In 2020, the first award goes to two US scientists working in leading positions for the National Institutes of Health (NIH) – the main funding organisation for IMPC. Colin Fletcher has been the director of KOMP and KOMP 2, the highly successful “Knockout Mouse Project” of the US health administration, since its beginning in 2006. As the program director of NIH´s “Office of Research Infrastructure Programs”, Oleg Mirochnitchenko has contributed massively to the success of the KOMP programs and the coordination of the wider IMPC network.
IMPC Awards 2020 go to scientists in the USA, UK, Canada and Japan
KOMP program director Colin Fletcher and his colleague Oleg Mirochnitchenko from NIH, former RIKEN BRC director Yuichi Obata, Ann Flenniken from TCP and Luis Santos from MRC Harwell are the winners of this year´s IMPC Awards.
Each year in autumn, the Steering Committee of the International Mouse Phenotyping Consortium (IMPC) honours several members of the consortium with the IMPC Awards of Excellence in three categories:
- Award 1 highlights outstanding contributions to the funding and promotion of IMPC across diverse organisations.
- Award 2 acknowledges special contributions to the operational success of IMPC, including scientific developments in mouse genetics, phenotyping, and data analysis.

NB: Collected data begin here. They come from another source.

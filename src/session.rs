//! 対話セッション
//!
//! 読み込み → 取得戦略の決定 → 抽出 → 判定 を操作のたびに同期実行する。
//! ブックの読み込み結果だけはキャッシュ（WorkbookCache）を経由して使い回す。

use crate::config::Config;
use crate::error::{DashError, Result};
use crate::loader::WorkbookCache;
use forensic_dash_common::{build_all, build_dashboard, Dashboard, LayoutMode, Source, StructuredColumns};
use std::path::{Path, PathBuf};

pub struct Session {
    cache: WorkbookCache,
    path: PathBuf,
    layout: LayoutMode,
    columns: StructuredColumns,
    label_column: usize,
}

impl Session {
    pub fn new(path: PathBuf, layout: LayoutMode, columns: StructuredColumns, label_column: usize) -> Self {
        Self {
            cache: WorkbookCache::new(),
            path,
            layout,
            columns,
            label_column,
        }
    }

    /// 設定とコマンドライン指定からセッションを作る
    pub fn from_config(config: &Config, cli_file: Option<&Path>, layout_override: Option<LayoutMode>) -> Self {
        Self::new(
            config.resolve_workbook_path(cli_file),
            layout_override.unwrap_or(config.layout),
            config.structured_columns(),
            config.label_column,
        )
    }

    pub fn path(&self) -> &Path {
        &self.path
    }

    pub fn cache(&self) -> &WorkbookCache {
        &self.cache
    }

    /// 会社の選択肢
    pub fn companies(&mut self) -> Result<Vec<String>> {
        let workbook = self.cache.get(&self.path)?;
        let source = Source::detect(&workbook, self.layout, self.columns.clone(), self.label_column)?;
        Ok(source.companies())
    }

    /// 1社分のダッシュボード（一覧にない会社はエラー）
    pub fn dashboard(&mut self, company: &str) -> Result<Dashboard> {
        let workbook = self.cache.get(&self.path)?;
        let source = Source::detect(&workbook, self.layout, self.columns.clone(), self.label_column)?;

        let companies = source.companies();
        let company = resolve_company(&companies, company)?;
        Ok(build_dashboard(&source, &company))
    }

    /// 全社分
    pub fn dashboards(&mut self) -> Result<Vec<Dashboard>> {
        let workbook = self.cache.get(&self.path)?;
        let source = Source::detect(&workbook, self.layout, self.columns.clone(), self.label_column)?;
        let dashboards = build_all(&source);
        if dashboards.is_empty() {
            return Err(DashError::NoCompanies(self.path.display().to_string()));
        }
        Ok(dashboards)
    }
}

/// 一覧にある会社名をそのまま返す（完全一致のみ）
pub fn resolve_company(companies: &[String], requested: &str) -> Result<String> {
    companies
        .iter()
        .find(|c| c.as_str() == requested)
        .cloned()
        .ok_or_else(|| DashError::UnknownCompany(requested.to_string()))
}

#[cfg(test)]
mod tests {
    use super::*;

    #[test]
    fn test_resolve_company_exact_only() {
        let companies = vec!["Acme".to_string(), "Beta Corp".to_string()];
        assert_eq!(resolve_company(&companies, "Beta Corp").unwrap(), "Beta Corp");
        assert!(matches!(
            resolve_company(&companies, "beta corp"),
            Err(DashError::UnknownCompany(_))
        ));
        assert!(resolve_company(&companies, "Acme ").is_err());
    }

    #[test]
    fn test_session_missing_file_is_load_error() {
        let mut session = Session::new(
            PathBuf::from("/nonexistent/book.xlsx"),
            LayoutMode::Auto,
            StructuredColumns::default(),
            0,
        );
        let err = session.companies().unwrap_err();
        assert!(err.is_load_error());
    }
}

- Award 3 features exceptional engagement to interactions with the biomedical sciences community in the academic, industrial and public sector.

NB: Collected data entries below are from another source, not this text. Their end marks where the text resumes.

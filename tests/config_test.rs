//! 設定ファイルのテスト

use forensic_dash::config::{Config, DEFAULT_WORKBOOK, WORKBOOK_ENV};
use forensic_dash_common::LayoutMode;
use std::path::{Path, PathBuf};
use tempfile::tempdir;

/// 保存して読み戻す
#[test]
fn test_config_round_trip() {
    let dir = tempdir().expect("Failed to create temp dir");
    let path = dir.path().join("nested").join("config.json");

    let config = Config {
        workbook_path: Some(PathBuf::from("/data/book.xlsx")),
        layout: LayoutMode::Labeled,
        label_column: 1,
        ..Config::default()
    };
    config.save_to(&path).unwrap();

    let loaded = Config::load_from(&path).unwrap();
    assert_eq!(loaded, config);
}

/// ファイルがなければデフォルト
#[test]
fn test_config_missing_file_is_default() {
    let dir = tempdir().expect("Failed to create temp dir");
    let loaded = Config::load_from(&dir.path().join("none.json")).unwrap();
    assert_eq!(loaded, Config::default());
    assert_eq!(loaded.company_column, "Company");
    assert_eq!(loaded.year_column, "Year");
}

/// 一部の項目だけの設定ファイルも読める
#[test]
fn test_config_partial_file() {
    let dir = tempdir().expect("Failed to create temp dir");
    let path = dir.path().join("config.json");
    std::fs::write(&path, r#"{ "layout": "structured", "company_column": "Entity" }"#).unwrap();

    let loaded = Config::load_from(&path).unwrap();
    assert_eq!(loaded.layout, LayoutMode::Structured);
    assert_eq!(loaded.structured_columns().company, "Entity");
    assert_eq!(loaded.structured_columns().year, "Year");
    assert_eq!(loaded.workbook_path, None);
}

/// 壊れた設定ファイルはエラー
#[test]
fn test_config_invalid_json() {
    let dir = tempdir().expect("Failed to create temp dir");
    let path = dir.path().join("config.json");
    std::fs::write(&path, "{ not json").unwrap();
    assert!(Config::load_from(&path).is_err());
}

/// ブックのパスの優先順（環境変数を触るので1つのテストにまとめる）
#[test]
fn test_resolve_workbook_path_priority() {
    let config = Config {
        workbook_path: Some(PathBuf::from("from_config.xlsx")),
        ..Config::default()
    };

    std::env::remove_var(WORKBOOK_ENV);
    assert_eq!(config.resolve_workbook_path(None), PathBuf::from("from_config.xlsx"));
    assert_eq!(
        Config::default().resolve_workbook_path(None),
        PathBuf::from(DEFAULT_WORKBOOK)
    );

    std::env::set_var(WORKBOOK_ENV, "from_env.xlsx");
    assert_eq!(config.resolve_workbook_path(None), PathBuf::from("from_env.xlsx"));
    assert_eq!(
        config.resolve_workbook_path(Some(Path::new("from_cli.xlsx"))),
        PathBuf::from("from_cli.xlsx")
    );

    std::env::set_var(WORKBOOK_ENV, "  ");
    assert_eq!(config.resolve_workbook_path(None), PathBuf::from("from_config.xlsx"));

    std::env::remove_var(WORKBOOK_ENV);
}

The second award was given jointly to Ann Flenniken, Associate Director of Clinical Phenotyping at The Centre for Phenogenomics (TCP) in Toronto, Canada, and Luis Santos, the Lead Data Wrangler at the IMPC´s Data Coordination Centre in Harwell near Oxford, UK.

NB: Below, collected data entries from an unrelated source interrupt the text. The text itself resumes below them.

use clap::{Parser, Subcommand};
use forensic_dash_common::LayoutMode;
use std::path::PathBuf;

#[derive(Parser)]
#[command(name = "forensic-dash")]
#[command(about = "財務・フォレンジック指標ダッシュボード", long_about = None)]
pub struct Cli {
    #[command(subcommand)]
    pub command: Commands,

    /// 詳細ログを出力
    #[arg(short, long, global = true)]
    pub verbose: bool,

    /// 入力スプレッドシート（省略時: 環境変数 FORENSIC_DASH_FILE → 設定ファイル）
    #[arg(long, global = true)]
    pub file: Option<PathBuf>,

    /// シート形式 (auto/structured/labeled)
    #[arg(long, global = true)]
    pub layout: Option<LayoutMode>,
}

#[derive(Subcommand)]
pub enum Commands {
    /// 会社一覧を表示
    Companies,

    /// 1社分のダッシュボードを表示
    Show {
        /// 会社名（省略時は一覧から選択）
        #[arg(short, long)]
        company: Option<String>,
    },

    /// 会社を選んで表示を繰り返す（ファイル変更は自動で再読み込み）
    Browse,

    /// 全社の判定一覧
    Verdicts,

    /// ダッシュボードをJSON/Excelに出力
    Export {
        /// 会社名（--all と排他）
        #[arg(short, long, conflicts_with = "all")]
        company: Option<String>,

        /// 全社を出力
        #[arg(long)]
        all: bool,

        /// 出力形式 (json/excel/both)
        #[arg(short, long, default_value = "both")]
        format: ExportFormat,

        /// 出力ファイル/ディレクトリ
        #[arg(short, long)]
        output: Option<PathBuf>,
    },

    /// 設定を表示/編集
    Config {
        /// 入力スプレッドシートのパスを設定
        #[arg(long)]
        set_file: Option<PathBuf>,

        /// シート形式を設定 (auto/structured/labeled)
        #[arg(long)]
        set_layout: Option<LayoutMode>,

        /// 設定を表示
        #[arg(long)]
        show: bool,
    },
}

#[derive(Clone, Debug, Default, PartialEq, Eq)]
pub enum ExportFormat {
    Json,
    Excel,
    #[default]
    Both,
}

impl std::str::FromStr for ExportFormat {
    type Err = String;

    fn from_str(s: &str) -> Result<Self, Self::Err> {
        match s.to_lowercase().as_str() {
            "json" => Ok(ExportFormat::Json),
            "excel" | "xlsx" => Ok(ExportFormat::Excel),
            "both" => Ok(ExportFormat::Both),
            _ => Err(format!("Unknown format: {}. Use json, excel, or both", s)),
        }
    }
}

Both are well-known to most INFRAFRONTIER partners: As a top-level specialist for phenotyping, Ann has contributed massively to the generation of high quality, reproducible and reliable data all across IMPC phenotyping. She is also a driving force in INFRAFRONTIER bodies like the Technical Working Group (TWG) and the Quality Management Network (QMN). Luis and his team at INFRAFRONTIER partner MRC Harwell have the fundamental role of performing data validation, quality control checks and statistical analysis on preliminary phenotyping data delivered to IMPC by the global network of partner institutes. He actively supports many communication and outreach activities of IMPC as well as INFRAFRONTIER.
The winner of the third IMPC Award is Yuichi Obata, previously the director of the RIKEN BioResource Center (BRC) in Tsukuba near Tokyo, and since April 2019 a senior adviser. He is the man who managed BRC to transform to a major international research centre and to join the IMPC consortium, thus establishing IMPC in Asia and fostering its activities in the Far East.
“The IMPC Awards of Excellence reflect the hard work and ambition of our members and celebrate the successes of individuals who have excelled in their service to the IMPC,” says Steve Brown, Chairman of the IMPC Steering Committee. “This year, we recognise five colleagues who have made outstanding contributions in a number of spheres. Well done – and many congratulations to them all!”